Clocks in Distributed Real-Time Systems
Besides the traditional use of clocks in a computer system, clocks in a system are useful for two main purposes: determining timeouts and time stamping. Timeouts are useful to a real-time programmer in a variety of situations, and its use includes determining the failure of a task due to the missing of a deadline. Time outs at both the sender and receiver ends is especially convenient for communication in distributed environments. They can be used as indicators for possible transmission faults or delays, or for nonexistent receivers. Time stamping is useful in several applications. But a prominent use of time stamping is in message communication among tasks. The idea is that the message sender would also include the current time along a message. Time stamps not only give the receiver some idea about the age of a message, but can also be used for ordering purposes. Time stamping relies on good real-time clock services.

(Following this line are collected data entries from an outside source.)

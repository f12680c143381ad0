//! Pure period allocation reconciliation.

use super::{PeriodAnchor, PeriodSummary, TaskPeriodStatus, TimeEntry};
use crate::task::domain::{Task, TaskId};
use chrono::{DateTime, Utc};
use std::collections::HashMap;

/// Derives the summary of one period from its inputs.
///
/// A task contributes its full allocation when it recurs at the period's
/// granularity, is active, carries no global completion or NA stamp dated on
/// or before the anchor date, and has no completed or NA status for the
/// period. Spent minutes sum every entry of the period regardless of status.
/// Tasks and entries belonging to other periods are ignored, so callers may
/// pass supersets.
#[must_use]
pub fn reconcile(
    anchor: PeriodAnchor,
    tasks: &[Task],
    entries: &[TimeEntry],
    statuses: &[TaskPeriodStatus],
    computed_at: DateTime<Utc>,
) -> PeriodSummary {
    let overrides: HashMap<TaskId, &TaskPeriodStatus> = statuses
        .iter()
        .filter(|status| status.anchor() == anchor)
        .map(|status| (status.task_id(), status))
        .collect();
    let wanted = anchor.granularity().frequency();

    let total_allocated = tasks
        .iter()
        .filter(|task| task.frequency() == wanted && task.is_active())
        .filter(|task| !task.is_globally_excluded_on(anchor.date()))
        .filter(|task| {
            overrides
                .get(&task.id())
                .is_none_or(|status| !status.state().excludes_allocation())
        })
        .map(|task| u64::from(task.allocated_minutes().value()))
        .sum();

    let total_spent = entries
        .iter()
        .filter(|entry| entry.anchor() == anchor)
        .map(|entry| u64::from(entry.minutes()))
        .sum();

    PeriodSummary::new(anchor, total_allocated, total_spent, computed_at)
}
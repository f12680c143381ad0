//! In-memory period task-status repository.

use super::lock_error;
use crate::task::domain::TaskId;
use crate::tracking::{
    domain::{PeriodAnchor, TaskPeriodStatus},
    ports::{TaskStatusRepository, TrackingRepositoryResult},
};
use async_trait::async_trait;
use std::collections::BTreeMap;
use std::sync::{Arc, RwLock};

pub(super) type StatusKey = (TaskId, PeriodAnchor);

/// Thread-safe in-memory status repository.
#[derive(Debug, Clone, Default)]
pub struct InMemoryTaskStatusRepository {
    pub(super) state: Arc<RwLock<BTreeMap<StatusKey, TaskPeriodStatus>>>,
}

impl InMemoryTaskStatusRepository {
    /// Creates an empty repository.
    #[must_use]
    pub fn new() -> Self {
        Self::default()
    }
}

#[async_trait]
impl TaskStatusRepository for InMemoryTaskStatusRepository {
    async fn find(
        &self,
        task_id: TaskId,
        anchor: PeriodAnchor,
    ) -> TrackingRepositoryResult<Option<TaskPeriodStatus>> {
        let statuses = self.state.read().map_err(lock_error)?;
        Ok(statuses.get(&(task_id, anchor)).cloned())
    }

    async fn list_for_period(
        &self,
        anchor: PeriodAnchor,
    ) -> TrackingRepositoryResult<Vec<TaskPeriodStatus>> {
        let statuses = self.state.read().map_err(lock_error)?;
        Ok(statuses
            .values()
            .filter(|status| status.anchor() == anchor)
            .cloned()
            .collect())
    }
}
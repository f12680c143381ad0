//! In-memory transactional writes across the tracking stores.

use super::{
    InMemoryPeriodSummaryRepository, InMemoryTaskStatusRepository, InMemoryTimeEntryRepository,
    lock_error,
};
use crate::task::{adapters::memory::InMemoryTaskRepository, domain::TaskId};
use crate::tracking::{
    domain::{PeriodChanges, PeriodSummary},
    ports::{PurgedTask, TrackingRepositoryResult, TrackingUnitOfWork},
};
use async_trait::async_trait;

/// Applies batches to the in-memory stores it shares state with.
///
/// Every write lock a batch needs is taken before the first mutation, so a
/// batch either lands whole or fails before touching anything. Locks are
/// always taken in the order tasks, entries, statuses, summaries.
#[derive(Debug, Clone)]
pub struct InMemoryTrackingUnitOfWork {
    tasks: InMemoryTaskRepository,
    entries: InMemoryTimeEntryRepository,
    statuses: InMemoryTaskStatusRepository,
    summaries: InMemoryPeriodSummaryRepository,
}

impl InMemoryTrackingUnitOfWork {
    /// Creates a unit of work over the given stores.
    #[must_use]
    pub const fn new(
        tasks: InMemoryTaskRepository,
        entries: InMemoryTimeEntryRepository,
        statuses: InMemoryTaskStatusRepository,
        summaries: InMemoryPeriodSummaryRepository,
    ) -> Self {
        Self {
            tasks,
            entries,
            statuses,
            summaries,
        }
    }
}

#[async_trait]
impl TrackingUnitOfWork for InMemoryTrackingUnitOfWork {
    async fn commit_period(
        &self,
        changes: &PeriodChanges,
        summary: &PeriodSummary,
    ) -> TrackingRepositoryResult<()> {
        let mut entries = self.entries.state.write().map_err(lock_error)?;
        let mut statuses = self.statuses.state.write().map_err(lock_error)?;
        let mut summaries = self.summaries.state.write().map_err(lock_error)?;
        let anchor = changes.anchor();

        for key in changes.removed_entries() {
            entries.remove(key);
        }
        for entry in changes.saved_entries() {
            entries
                .entry(entry.key())
                .and_modify(|stored| stored.absorb(entry))
                .or_insert_with(|| entry.clone());
        }
        for task_id in changes.removed_statuses() {
            statuses.remove(&(*task_id, anchor));
        }
        for status in changes.saved_statuses() {
            statuses.insert((status.task_id(), status.anchor()), status.clone());
        }
        summaries.insert(summary.anchor, *summary);
        Ok(())
    }

    async fn purge_task(&self, task_id: TaskId) -> TrackingRepositoryResult<Option<PurgedTask>> {
        let mut tasks = self.tasks.state().write().map_err(lock_error)?;
        let mut entries = self.entries.state.write().map_err(lock_error)?;
        let mut statuses = self.statuses.state.write().map_err(lock_error)?;

        if tasks.remove(&task_id).is_none() {
            return Ok(None);
        }
        let entries_before = entries.len();
        entries.retain(|key, _| key.task_id != task_id);
        let statuses_before = statuses.len();
        statuses.retain(|(owner, _), _| *owner != task_id);

        Ok(Some(PurgedTask {
            entries_removed: count(entries_before - entries.len()),
            statuses_removed: count(statuses_before - statuses.len()),
        }))
    }
}

fn count(rows: usize) -> u64 {
    u64::try_from(rows).unwrap_or(u64::MAX)
}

A distributed system typically has one clock at each of the nodes. Different clocks in a system tend to diverge since it is almost impossible to have two clocks that run exactly at the same speed. This lack of synchrony among
docks is expressed as the clock slew and determines the attendant drift of the clocks with time. Lack of synchrony and drift among clocks makes the time stamping and timeout operations in a distributed real-time system meaningless. Therefore, to have meaningful timeouts and time-stamping spanning more than one node of a distributed system, the clocks need to be synchronized. This makes clock synchronization a very important issue in distributed real-time systems. The following discussions are intended to provide some basic ideas regarding clock synchronization.
Clock Synchronization
The goal of clock synchronization is to make all clocks in the network agree on their time values. For most distributed real-time applications, it is often sufficient to get the different clocks of a system agree on some time value which may be different from the world time standard. Many of you might know that the world time standard is called universal coordinated time (UTC). UTC is based on the international atomic time (TAI) maintained at Paris by averaging a number of atomic clocks from laboratories around the world. UTC signals can be made use of through through GPS (Global Positioning System) receivers and specialized radio stations.
When the clocks of a system are synchronized with respect one of the clocks of the system, it is called internal clock synchronization. When synchronization of a set of clocks with some external clock is performed, it is called external synchronization. There are two main approach for internal synchronization: centralized clock synchronization and distributed clock synchronization.